Dado que este procedimiento no utiliza un pipeline de ingestión con este índice, no se generan incrustaciones para los documentos de texto durante la ingestión. Esto significa que solo se utiliza la búsqueda BM25 para recuperar los documentos relevantes.

Después de crear un índice de búsqueda sin el plugin k-NN, al ejecutar el siguiente comando para comprobar un documento indexado, solo se devuelve el texto, de la siguiente manera:

Solicitud:

GET /conversation-demo-index/_doc/1

Respuesta:

{
  "_index": "conversation-demo-index",
  "_id": "1",
  "_version": 1,
  "_seq_no": 0,
  "_primary_term": 1,
  "found": true,
  "_source": {
    "text": "The emergence of resistance of bacteria to antibiotics is a common phenomenon. Emergence of resistance often reflects evolutionary processes that take place during antibiotic therapy. The antibiotic treatment may select for bacterial strains with physiologically or genetically enhanced capacity to survive high doses of antibiotics. Under certain conditions, it may result in preferential growth of resistant bacteria, while growth of susceptible bacteria is inhibited by the drug. For example, antibacterial selection for strains having previously acquired antibacterial-resistance genes was demonstrated in 1943 by the Luria–Delbrück experiment. Antibiotics such as penicillin and erythromycin, which used to have a high efficacy against many bacterial species and strains, have become less effective, due to the increased resistance of many bacterial strains."
  }
}

Crear el índice de búsqueda con el plugin k-NN

Para aprovechar la búsqueda híbrida en lugar de BM25 para enriquecer la parte del recuperador del pipeline de RAG, debe configurar un pipeline de ingesta y utilizar un modelo previamente entrenado importado para que se creen incrustaciones de documentos en el momento de la ingesta.

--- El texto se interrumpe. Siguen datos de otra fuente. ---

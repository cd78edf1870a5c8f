//! Microphone access check for cpal hosts.
//!
//! Desktop platforms have no uniform consent API. Access counts as granted
//! when the input device can be queried for a configuration; on macOS the
//! system prompt appears the first time a stream is opened.

use cpal::traits::{DeviceTrait, HostTrait};

use mic_stream_core::traits::permission::PermissionProvider;

use crate::device_enumerator;

#[derive(Debug, Clone, Default)]
pub struct CpalPermissions {
    device_name: Option<String>,
}

impl CpalPermissions {
    /// Check access to the default input device.
    pub fn new() -> Self {
        Self::default()
    }

    /// Check access to a specific input device.
    pub fn for_device(name: impl Into<String>) -> Self {
        Self {
            device_name: Some(name.into()),
        }
    }
}

impl PermissionProvider for CpalPermissions {
    fn has_permission(&self) -> bool {
        let device = match &self.device_name {
            Some(name) => device_enumerator::find_input_device(name),
            None => cpal::default_host().default_input_device(),
        };
        let Some(device) = device else {
            log::debug!("No input device; treating microphone access as unavailable");
            return false;
        };

        match device.default_input_config() {
            Ok(_) => true,
            Err(e) => {
                log::warn!("Microphone not accessible: {}", e);
                false
            }
        }
    }

    fn request_permission(&self) {
        log::info!("Microphone access is managed by the operating system privacy settings");
    }
}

Utilice esta opción para crear el índice con un pipeline de ingestión a fin de generar automáticamente la incrustación de los datos durante la ingestión.

  1. Para este recorrido virtual, utilice una de las siguientes opciones:
    • Opción 1: registre y despliegue un modelo previamente entrenado alojado en OCI Search con OpenSearch mediante los pasos descritos en Uso de un modelo previamente entrenado OpenSearch. Esta opción es la más sencilla de usar, no necesita configurar ninguna política de IAM adicional y la carga útil no es tan compleja como la carga útil para la siguiente opción.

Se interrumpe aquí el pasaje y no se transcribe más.